Your primary defenses against cross-contamination include proper planning in the order of what you're cutting and proper cleaning between uses. In the case of your stew, simply cut the vegetables first and then cut your meat. Doing so in this order you won't need to wash the board between the vegetables and meat. If you want to expedite the cooking process, then either use a separate board for the meat first so that you can start browning it while cutting the vegetables, or simply wash and re-use the board. A good scrubbing with hot soapy water is fine for your knife and board (including wood boards).
As mentioned previously, if you're still concerned about bacteria you can rub the board with lemon juice or vinegar which will kill any residual bacteria.
Using separate boards that are relegated to specific meat vs. vegetable duty isn't necessary as long as you're properly cleaning your boards.

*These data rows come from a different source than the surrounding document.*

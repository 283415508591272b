//! Queue manager — owns the execution lifecycle of running campaigns.
//!
//! Each running campaign gets one cooperative send loop (a spawned task)
//! that walks the pending targets in stored order: render, resolve the
//! phone, send with a bounded timeout, classify failures, persist the
//! outcome durably, then wait out a humanized delay. Pause/cancel are
//! advisory signals checked before each send and before each delay — never
//! mid-send — so no message is sent twice and no outcome is lost mid-write.

use std::sync::atomic::{AtomicU64, Ordering};
use std::sync::{Arc, Mutex};
use std::time::{Duration, Instant};

use dashmap::DashMap;
use tokio::sync::watch;
use tracing::{debug, error, info, warn};
use uuid::Uuid;

use blastline_core::config::{DispatchConfig, RetryBackoff};
use blastline_core::templates;
use blastline_core::types::{
    Campaign, CampaignStatus, ContactTarget, FailureReason, ProgressSnapshot, TargetOutcome,
    TargetStatus,
};
use blastline_core::{BlastError, BlastResult};
use blastline_gateway::{GatewayClient, GatewayError, GatewayErrorKind};
use blastline_store::CampaignStore;

use crate::humanization;

#[derive(Debug, Clone, Copy, PartialEq, Eq)]
enum ControlSignal {
    Run,
    Pause,
    Cancel,
}

struct CampaignHandle {
    control: watch::Sender<ControlSignal>,
    current_contact: Arc<Mutex<Option<String>>>,
    /// Which spawn of the send loop owns this registration. A resume can
    /// replace the handle before the superseded loop finishes its cleanup.
    generation: u64,
}

/// What happened to one target: a recorded outcome, or a control signal
/// that interrupted the attempt sequence before it resolved.
enum TargetAttempt {
    Completed(TargetOutcome),
    Interrupted(ControlSignal),
}

/// Drives campaign send loops. Cheap to clone; all state is shared.
#[derive(Clone)]
pub struct QueueManager {
    store: Arc<dyn CampaignStore>,
    gateway: Arc<dyn GatewayClient>,
    config: DispatchConfig,
    send_timeout: Duration,
    active: Arc<DashMap<Uuid, CampaignHandle>>,
    epoch: Arc<AtomicU64>,
}

impl std::fmt::Debug for QueueManager {
    fn fmt(&self, f: &mut std::fmt::Formatter<'_>) -> std::fmt::Result {
        f.debug_struct("QueueManager")
            .field("active", &self.active.len())
            .finish()
    }
}
//! Campaign persistence layer.
//!
//! The dispatch engine consults persistence through the narrow
//! [`CampaignStore`] trait; everything it needs to survive a restart
//! (campaign state, counters, per-target outcomes, send order) goes through
//! here, and the scheduler/manual-start race is settled by the atomic
//! [`CampaignStore::transition`] compare-and-swap rather than in-process
//! locking.

pub mod memory;
pub mod store;

pub use memory::MemoryStore;
pub use store::CampaignStore;
//! Bulk campaign dispatch engine.
//!
//! Humanization: inter-message delays drawn from a clipped Gaussian and
//! one-time contact shuffling, so bulk sends don't look mechanical.
//! Queue manager: one cooperative send loop per running campaign with
//! pause/resume/cancel control and durable per-target outcomes.
//! Scheduler: periodic poller that starts campaigns whose time has come.

pub mod humanization;
pub mod queue;
pub mod scheduler;

pub use queue::QueueManager;
pub use scheduler::CampaignScheduler;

A board only used for meat items is just as liable to transfer bacteria to the next item being cut on it if it isn't properly washed between uses. That being said, if you're properly cleaning them then it's fine to cut vegetables on a board that's also been used previously for meat.

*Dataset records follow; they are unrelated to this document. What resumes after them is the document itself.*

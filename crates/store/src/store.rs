use async_trait::async_trait;
use blastline_core::types::{
    Campaign, CampaignStatus, ContactTarget, ProgressCounters, TargetOutcome,
};
use blastline_core::BlastResult;
use chrono::{DateTime, Utc};
use uuid::Uuid;

/// Durable record store for campaigns and their targets.
///
/// All writes are assumed durable: a crash mid-campaign loses at most the
/// in-flight send, never previously-recorded outcomes. `transition` is the
/// single atomic compare-and-swap every state change funnels through, so a
/// scheduler poll and a manual start racing from different processes effect
/// exactly one start.
#[async_trait]
pub trait CampaignStore: Send + Sync {
    async fn create_campaign(&self, campaign: Campaign) -> BlastResult<Uuid>;

    async fn load_campaign(&self, id: Uuid) -> BlastResult<Campaign>;

    async fn list_campaigns(&self) -> BlastResult<Vec<Campaign>>;

    /// Campaigns in state `Scheduled` whose scheduled-start time is before
    /// the given instant.
    async fn list_scheduled_campaigns(&self, before: DateTime<Utc>) -> BlastResult<Vec<Campaign>>;

    /// Atomically move a campaign from one of `allowed_from` to `to`.
    /// Returns the previous status, or `InvalidTransition` naming the actual
    /// current status when the precondition fails. Sets `started_at` on the
    /// first move into `Running` and `completed_at` on terminal states.
    async fn transition(
        &self,
        id: Uuid,
        allowed_from: &[CampaignStatus],
        to: CampaignStatus,
    ) -> BlastResult<CampaignStatus>;

    /// Persist status and aggregate counters.
    async fn save_campaign_state(
        &self,
        id: Uuid,
        status: CampaignStatus,
        counters: ProgressCounters,
    ) -> BlastResult<()>;

    /// Still-pending targets, in stored (send) order.
    async fn load_pending_targets(&self, id: Uuid) -> BlastResult<Vec<ContactTarget>>;

    /// Persist the send order established at start time (after a shuffle).
    async fn save_target_order(&self, id: Uuid, order: &[Uuid]) -> BlastResult<()>;

    /// Persist one target's outcome and the campaign's updated counters in a
    /// single durable write.
    async fn save_target_outcome(
        &self,
        id: Uuid,
        target_id: Uuid,
        outcome: TargetOutcome,
    ) -> BlastResult<ProgressCounters>;
}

As for cutting boards, your best bet for the care and maintenance for your knives are either wood or composite materials (usually a laminated product of paper and resin - "Epicurean" being a prominent brand.

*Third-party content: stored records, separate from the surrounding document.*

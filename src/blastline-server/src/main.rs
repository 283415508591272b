//! Blastline — bulk campaign dispatch engine for WhatsApp messaging.
//!
//! Main entry point that initializes all subsystems and starts the server.

use blastline_api::ApiServer;
use blastline_core::config::AppConfig;
use blastline_core::types::{Campaign, CampaignStatus, ContactTarget, HumanizationConfig};
use blastline_dispatch::{CampaignScheduler, QueueManager};
use blastline_gateway::HttpGateway;
use blastline_reporting::ReportGenerator;
use blastline_store::{CampaignStore, MemoryStore};
use clap::Parser;
use std::sync::Arc;
use std::time::Duration;
use tokio::sync::watch;
use tracing::{error, info, warn};
use uuid::Uuid;

#[derive(Parser, Debug)]
#[command(name = "blastline-server")]
#[command(about = "Bulk campaign dispatch engine for WhatsApp messaging")]
#[command(version)]
struct Cli {
    /// Node identifier (overrides config)
    #[arg(long, env = "BLASTLINE__NODE_ID")]
    node_id: Option<String>,

    /// HTTP port (overrides config)
    #[arg(long, env = "BLASTLINE__API__HTTP_PORT")]
    http_port: Option<u16>,

    /// Gateway base URL (overrides config)
    #[arg(long, env = "BLASTLINE__GATEWAY__BASE_URL")]
    gateway_url: Option<String>,

    /// Scheduler poll interval in seconds (overrides config)
    #[arg(long, env = "BLASTLINE__SCHEDULER__POLL_INTERVAL_SECS")]
    poll_interval: Option<u64>,

    /// Seed a demo campaign on startup for local exploration
    #[arg(long, default_value_t = false)]
    seed_demo: bool,
}

#[tokio::main]
async fn main() -> anyhow::Result<()> {
    // Initialize tracing
    tracing_subscriber::fmt()
        .with_env_filter(
            tracing_subscriber::EnvFilter::try_from_default_env()
                .unwrap_or_else(|_| "blastline=info,tower_http=info".into()),
        )
        .json()
        .init();

    let cli = Cli::parse();

    info!("Blastline starting up");

    // Load configuration
    let mut config = AppConfig::load().unwrap_or_else(|e| {
        warn!(error = %e, "Failed to load config, using defaults");
        AppConfig::default()
    });

    // Apply CLI overrides
    if let Some(node_id) = cli.node_id {
        config.node_id = node_id;
    }
    if let Some(port) = cli.http_port {
        config.api.http_port = port;
    }
    if let Some(url) = cli.gateway_url {
        config.gateway.base_url = url;
    }
    if let Some(secs) = cli.poll_interval {
        config.scheduler.poll_interval_secs = secs;
    }

    info!(
        node_id = %config.node_id,
        http_port = config.api.http_port,
        gateway_url = %config.gateway.base_url,
        poll_interval_secs = config.scheduler.poll_interval_secs,
        "Configuration loaded"
    );

    let store: Arc<dyn CampaignStore> = Arc::new(MemoryStore::new());
    let gateway = Arc::new(HttpGateway::new(
        config.gateway.base_url.clone(),
        config.gateway.access_token.clone(),
        config.node_id.clone(),
    ));

    let queue = QueueManager::new(
        store.clone(),
        gateway.clone(),
        config.dispatch.clone(),
        Duration::from_millis(config.gateway.send_timeout_ms),
    );
    let reports = ReportGenerator::new(store.clone());

    if cli.seed_demo {
        seed_demo_campaign(store.as_ref()).await?;
    }

    // Spawn the scheduler poll loop
    let (shutdown_tx, shutdown_rx) = watch::channel(false);
    let scheduler = CampaignScheduler::new(
        store.clone(),
        gateway.clone(),
        queue.clone(),
        Duration::from_secs(config.scheduler.poll_interval_secs),
    );
    tokio::spawn(async move {
        scheduler.run(shutdown_rx).await;
    });

    // Stop polling when the process is asked to terminate
    tokio::spawn(async move {
        if tokio::signal::ctrl_c().await.is_ok() {
            let _ = shutdown_tx.send(true);
            std::process::exit(0);
        }
    });

    // Start API server
    let api_server = ApiServer::new(config.clone(), store, queue, reports);

    // Start metrics exporter
    if let Err(e) = api_server.start_metrics().await {
        error!(error = %e, "Failed to start metrics exporter");
    }

    info!("Blastline is ready to serve traffic");

    // Start HTTP server (blocks until shutdown)
    api_server.start_http().await?;

    Ok(())
}

/// Seed one scheduled demo campaign so a fresh node has something to poll.
async fn seed_demo_campaign(store: &dyn CampaignStore) -> anyhow::Result<()> {
    let mut campaign = Campaign::new(Uuid::new_v4(), Uuid::new_v4(), "Demo launch blast");
    campaign.template = "Hi {{name}}, our new store opens this Friday!".to_string();
    campaign.humanization = HumanizationConfig {
        delay_min_ms: 3_000,
        delay_max_ms: 10_000,
        randomize_order: true,
    };
    campaign.targets = vec![
        ContactTarget::new("+5511990000001", "Ana").with_variable("name", "Ana"),
        ContactTarget::new("+5511990000002", "Bruno").with_variable("name", "Bruno"),
        ContactTarget::new("+5511990000003", "Carla").with_variable("name", "Carla"),
    ];
    campaign.scheduled_at = Some(chrono::Utc::now() + chrono::Duration::minutes(1));
    campaign.status = CampaignStatus::Scheduled;

    let id = store.create_campaign(campaign).await?;
    info!(campaign_id = %id, "Demo campaign seeded, starts in one minute");
    Ok(())
}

Never use a tempered glass cutting board or other hard surface (granite, marble, Corian, etc.) as these are heavily damaging to the edge of your blade and unsafe for you as there is nothing for the knife to bite and grip into and it's much more likely to slip and cut you.
Plastic cutting boards and mats aren't very good on your knives and the boards in particular are either too hard and dull your blade prematurely or are soft and end up with lots of cuts and grooves which then trap food. People often have a false sense of security with plastic boards believing them to be "non-porous". As the board is used, food material ends up crammed into the cuts and grooves and while the boards can go into the dishwasher, that only removes the surface grime, not that which is impacted and over time you increase the potential for bacterial growth to occur.
Wood boards (including bamboo) are much better on your knives but to maintain them in good condition you need to properly maintain them. Periodically, when they look dry (kind of like chapped skin) you need to oil them with mineral oil. The mineral oil you buy at your local drugstore or grocery store pharmacy is fine, no need to buy fancy "block oil" in gourmet shops. Don't use vegetable based oils as they will go rancid and transfer the flavor to your food. I like to give the cutting board a heavy coating at night, let it soak in overnight, and then buff off anything that didn't soak in. This will keep your wood fibers soft and supple so that the board won't split and crack, the fibers will swell back together making it more "self-healing" as you cut on it, and the oil in the wood will repel liquids that would otherwise try to soak in. When a wooden board gets marred and nicked up you just need to take it to the garage and give it a good sanding before dusting off, rinsing and re-oiling.
Don't use bleach on boards (plastic or otherwise) as it will typically leave a distinct smell in the board.